Task directions >>
Produce the records below again, word for word, but stop after the line that contains "use serde::Deserialize;".

Extracted information >>
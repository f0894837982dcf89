//! Widget instance: its properties, and what the page does with a
//! `SubscriptionOutcome` (where to go next, which notice to show).

use std::sync::Arc;

use secrecy::ExposeSecret;
use secrecy::Secret;
use serde::Deserialize;

use crate::collaborators::localized_key;
use crate::collaborators::NodeResolver;
use crate::collaborators::PropertyStore;
use crate::collaborators::Translator;
use crate::configuration::WidgetSettings;
use crate::domain::FieldErrors;
use crate::domain::SubscriptionOutcome;
use crate::utils::strip_query;

/// Widget property names, as saved by the properties editor
pub const TITLE_PROPERTY: &str = "title";
pub const API_KEY_PROPERTY: &str = "apikey";
pub const LIST_ID_PROPERTY: &str = "listid";
pub const FINISH_NODE_PROPERTY: &str = "finishNode";
pub const ERROR_NODE_PROPERTY: &str = "errorNode";

pub const SUCCESS_KEY: &str = "success.mailchimp.subscribe";
pub const EXISTS_KEY: &str = "warning.mailchimp.email.exists";
pub const GENERAL_ERROR_KEY: &str = "error.mailchimp.subscribe.general";

#[derive(Debug, Clone, PartialEq, Eq)]
pub enum Notice {
    Success(String),
    Warning(String),
}

#[derive(Debug, Clone, PartialEq, Eq)]
pub enum NextStep {
    /// Show the form again, with the submitted values and these errors
    Render(FieldErrors),
    Redirect {
        location: String,
        notice: Option<Notice>,
    },
}

/// The properties editor form. Node ids are CMS page ids; empty means none.
#[derive(Deserialize)]
pub struct PropertiesForm {
    #[serde(default)]
    pub title: String,
    pub apikey: Option<Secret<String>>,
    pub listid: Option<String>,
    #[serde(default, rename = "finishNode")]
    pub finish_node: String,
    #[serde(default, rename = "errorNode")]
    pub error_node: String,
}

#[derive(thiserror::Error, Debug, PartialEq, Eq)]
#[error("Required properties missing: {}", .0.join(", "))]
pub struct MissingProperties(pub Vec<&'static str>);

pub struct Widget {
    settings: WidgetSettings,
    api_key: Secret<String>,
    store: Arc<dyn PropertyStore>,
    translator: Arc<dyn Translator>,
    resolver: Arc<dyn NodeResolver>,
}

impl Widget {
    pub fn new(
        settings: WidgetSettings,
        api_key: Secret<String>,
        store: Arc<dyn PropertyStore>,
        translator: Arc<dyn Translator>,
        resolver: Arc<dyn NodeResolver>,
    ) -> Self {
        Self {
            settings,
            api_key,
            store,
            translator,
            resolver,
        }
    }

    pub fn locale(&self) -> &str { &self.settings.locale }

    pub fn translator(&self) -> &dyn Translator { self.translator.as_ref() }

    /// Saved property, then the configured default. A saved empty value wins
    /// over the default, and blank counts as unset.
    fn property(
        &self,
        key: &str,
        fallback: Option<&str>,
    ) -> Option<String> {
        self.store
            .get(key)
            .or_else(|| fallback.map(str::to_string))
            .filter(|v| !v.trim().is_empty())
    }

    fn localized(
        &self,
        key: &str,
        fallback: Option<&str>,
    ) -> Option<String> {
        self.property(&localized_key(self.locale(), key), fallback)
    }

    pub fn title(&self) -> Option<String> { self.localized(TITLE_PROPERTY, self.settings.title.as_deref()) }

    pub fn list_id(&self) -> Option<String> { self.localized(LIST_ID_PROPERTY, Some(&self.settings.list_id)) }

    pub fn api_key(&self) -> Option<Secret<String>> {
        self.property(API_KEY_PROPERTY, Some(self.api_key.expose_secret()))
            .map(Secret::new)
    }

    fn finish_node(&self) -> Option<String> {
        self.property(FINISH_NODE_PROPERTY, self.settings.finish_node.as_deref())
    }

    fn error_node(&self) -> Option<String> {
        self.property(ERROR_NODE_PROPERTY, self.settings.error_node.as_deref())
    }

    /// Both api key and list id are needed before anything is rendered
    pub fn credentials(&self) -> Option<(Secret<String>, String)> { Some((self.api_key()?, self.list_id()?)) }

    /// Save the properties editor form. Api key and list id are required;
    /// nothing is written unless both are present.
    #[tracing::instrument(name = "Saving widget properties", skip_all)]
    pub fn save_properties(
        &self,
        form: PropertiesForm,
    ) -> Result<(), MissingProperties> {
        let api_key = form
            .apikey
            .map(|k| k.expose_secret().trim().to_string())
            .unwrap_or_default();
        let list_id = form.listid.unwrap_or_default().trim().to_string();

        let mut missing = vec![];
        if api_key.is_empty() {
            missing.push(API_KEY_PROPERTY);
        }
        if list_id.is_empty() {
            missing.push(LIST_ID_PROPERTY);
        }
        if !missing.is_empty() {
            return Err(MissingProperties(missing));
        }

        let locale = self.locale();
        self.store
            .set(&localized_key(locale, TITLE_PROPERTY), form.title.trim().to_string());
        self.store.set(API_KEY_PROPERTY, api_key);
        self.store
            .set(&localized_key(locale, LIST_ID_PROPERTY), list_id);
        self.store
            .set(FINISH_NODE_PROPERTY, form.finish_node.trim().to_string());
        self.store
            .set(ERROR_NODE_PROPERTY, form.error_node.trim().to_string());
        tracing::info!(locale, "widget properties saved");
        Ok(())
    }

    fn node_url(
        &self,
        node: Option<String>,
    ) -> Option<String> {
        let node = node?;
        let url = self.resolver.resolve(&node, self.locale());
        if url.is_none() {
            tracing::warn!(%node, locale = self.locale(), "could not resolve node");
        }
        url
    }

    /// Where the visitor goes after submitting. Redirects always drop the
    /// query string so the submitted values don't linger in the url.
    pub fn next_step(
        &self,
        outcome: &SubscriptionOutcome,
        current_url: &str,
    ) -> NextStep {
        let here = strip_query(current_url).to_string();
        let warning = |key: &str, params: &[(&str, &str)]| {
            Some(Notice::Warning(self.translator.translate_or_key(key, params)))
        };

        match outcome {
            SubscriptionOutcome::ValidationFailed(errors) => NextStep::Render(errors.clone()),
            SubscriptionOutcome::Subscribed { .. } => {
                match self.node_url(self.finish_node()) {
                    Some(location) => NextStep::Redirect {
                        location,
                        notice: None,
                    },
                    None => NextStep::Redirect {
                        location: here,
                        notice: Some(Notice::Success(
                            self.translator.translate_or_key(SUCCESS_KEY, &[]),
                        )),
                    },
                }
            }
            SubscriptionOutcome::AlreadySubscribed => NextStep::Redirect {
                location: here,
                notice: warning(EXISTS_KEY, &[]),
            },
            SubscriptionOutcome::ProviderError(message) => NextStep::Redirect {
                location: self
                    .node_url(self.error_node())
                    .unwrap_or(here),
                notice: warning(GENERAL_ERROR_KEY, &[("error", message.as_str())]),
            },
            SubscriptionOutcome::ProviderUnavailable => NextStep::Redirect {
                location: self
                    .node_url(self.error_node())
                    .unwrap_or(here),
                notice: warning(GENERAL_ERROR_KEY, &[("error", "unavailable")]),
            },
        }
    }

    /// Short html summary of the widget's properties, for the CMS node editor
    pub fn properties_preview(&self) -> String {
        let label = |key: &str| htmlescape::encode_minimal(&self.translator.translate_or_key(key, &[]));

        let (Some(api_key), Some(list_id)) = (self.api_key(), self.list_id()) else {
            return format!("<strong>{}</strong>", label("label.mailchimp.not.set"));
        };

        let mut preview = String::new();
        if let Some(title) = self.title() {
            preview.push_str(&format!(
                "<strong>{}</strong> {}<br/>",
                label("label.title"),
                htmlescape::encode_minimal(&title)
            ));
        }
        // enough to tell keys apart, not enough to use one
        let key = api_key.expose_secret();
        let masked = match key.char_indices().rev().nth(3) {
            Some((i, _)) => format!("****{}", &key[i..]),
            None => "****".to_string(),
        };
        preview.push_str(&format!(
            "<strong>{}</strong> {}<br/>",
            label("label.key.api"),
            htmlescape::encode_minimal(&masked)
        ));
        preview.push_str(&format!(
            "<strong>{}</strong> {}<br/>",
            label("label.id.list"),
            htmlescape::encode_minimal(&list_id)
        ));
        preview
    }
}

Reply >>
repository f0894837982dcf89
//! Widget instance: its properties, and what the page does with a
//! `SubscriptionOutcome` (where to go next, which notice to show).

use std::sync::Arc;

use secrecy::ExposeSecret;
use secrecy::Secret;
use serde::Deserialize;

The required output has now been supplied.